Walking without assistance also remains a possibility down the line, his doctor said.
Since the shooting, Tullier has had more than 15 surgeries, including one this week. In a Facebook post late Wednesday, James Tulllier said his son had surgery on his abdomen and a surgeon was “pleased with the results.” However, Nick had a seizure after the surgery and was in severe pain, his father wrote.
James Tullier said the family used to talk to doctors outside his hospital room. Now they discuss his son’s care in his presence.
“He wants to know, and he wants to be involved in decisions,” he said.
Tullier’s father declined to discuss the shooting. Attorneys recently filed a federal lawsuit on his son’s behalf against Black Lives Matter and several leaders of the movement. The suit accuses the activists of inciting violence that led to Long’s deadly attack.

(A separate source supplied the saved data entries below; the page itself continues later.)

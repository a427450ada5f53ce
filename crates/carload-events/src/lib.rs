//! Allocation event record and the bounded feed connecting the chain
//! watcher to the pipeline consumer.
//!
//! The feed is a thin wrapper over `tokio::mpsc`: one producer task (the
//! watcher) pushes decoded events, one consumer loop drains them. Modelling
//! the subscription as an explicit stream keeps ordering and shutdown
//! observable in tests without a live network dependency — the stream ends
//! when every sender has been dropped.
#![forbid(unsafe_code)]
#![deny(
    warnings,
    dead_code,
    unused,
    unused_imports,
    unused_must_use,
    unreachable_pub,
    clippy::all,
    clippy::pedantic,
    clippy::cargo,
    clippy::nursery,
    rustdoc::broken_intra_doc_links,
    rustdoc::bare_urls,
    missing_docs
)]
#![allow(clippy::multiple_crate_versions)]

use tokio::sync::mpsc;

/// Default buffer size for the allocation feed.
const DEFAULT_FEED_CAPACITY: usize = 256;

/// Immutable record describing one on-chain allocation creation.
///
/// Decoded from a single contract log (live or backfilled), consumed exactly
/// once by the pipeline, never mutated.
#[derive(Debug, Clone, PartialEq, Eq, serde::Serialize, serde::Deserialize)]
pub struct AllocationEvent {
    /// On-chain account that requested the allocation (0x-hex address).
    pub client: String,
    /// Unique numeric identifier of the allocation, scoped to the contract.
    pub allocation_id: u64,
    /// Numeric identifier of the storage provider the allocation targets.
    pub provider: u64,
    /// Opaque byte payload encoding the piece content identifier.
    pub data: Vec<u8>,
    /// Declared size of the stored content, in bytes.
    pub size: u64,
    /// Minimum allocation duration, in chain epochs.
    pub term_min: i64,
    /// Maximum allocation duration, in chain epochs.
    pub term_max: i64,
    /// Epoch after which the allocation lapses if unclaimed.
    pub expiration: i64,
    /// Location from which the content can be fetched.
    pub download_url: String,
    /// Block in which the event was mined; absent is a valid state.
    pub block_number: Option<u64>,
    /// Transaction hash, carried for traceability only.
    pub transaction_hash: Option<String>,
    /// `true` when the event was recovered through historical backfill.
    pub is_past_event: bool,
}

/// Construct a bounded allocation feed with the given capacity.
///
/// # Panics
///
/// Panics if `capacity` is zero.
#[must_use]
pub fn feed(capacity: usize) -> (AllocationSender, AllocationStream) {
    assert!(capacity > 0, "allocation feed capacity must be positive");
    let (sender, receiver) = mpsc::channel(capacity);
    (AllocationSender { sender }, AllocationStream { receiver })
}

/// Construct an allocation feed with the default buffer size.
#[must_use]
pub fn default_feed() -> (AllocationSender, AllocationStream) {
    feed(DEFAULT_FEED_CAPACITY)
}

/// Producer half of the allocation feed.
#[derive(Clone)]
pub struct AllocationSender {
    sender: mpsc::Sender<AllocationEvent>,
}

impl AllocationSender {
    /// Push an event into the feed, waiting when the buffer is full.
    ///
    /// Returns `false` when the consumer side has gone away; producers treat
    /// that as a shutdown signal rather than an error.
    pub async fn send(&self, event: AllocationEvent) -> bool {
        self.sender.send(event).await.is_ok()
    }
}

/// Consumer half of the allocation feed.
pub struct AllocationStream {
    receiver: mpsc::Receiver<AllocationEvent>,
}

impl AllocationStream {
    /// Receive the next event, or `None` once all senders are dropped.
    pub async fn next(&mut self) -> Option<AllocationEvent> {
        self.receiver.recv().await
    }
}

The shooting was not the only tragedy for Tullier’s family last summer. Homes belonging to James Tullier and his other two sons were wrecked by catastrophic flooding from an August storm that dumped as much as 2 feet of rain on parts of southeast Louisiana.
James Tullier’s oldest son is nearly finished rebuilding, but his middle son is far from done. James and Mary Tullier are still at odds with their insurance company.
“We’re not the only ones that way,” James Tullier said.
He finds comfort in seeing other patients at the Houston hospital capable of laughing despite their misfortune.
“They’ve got the right to hate life. They’ve got the right to complain,” he said. “And they don’t.”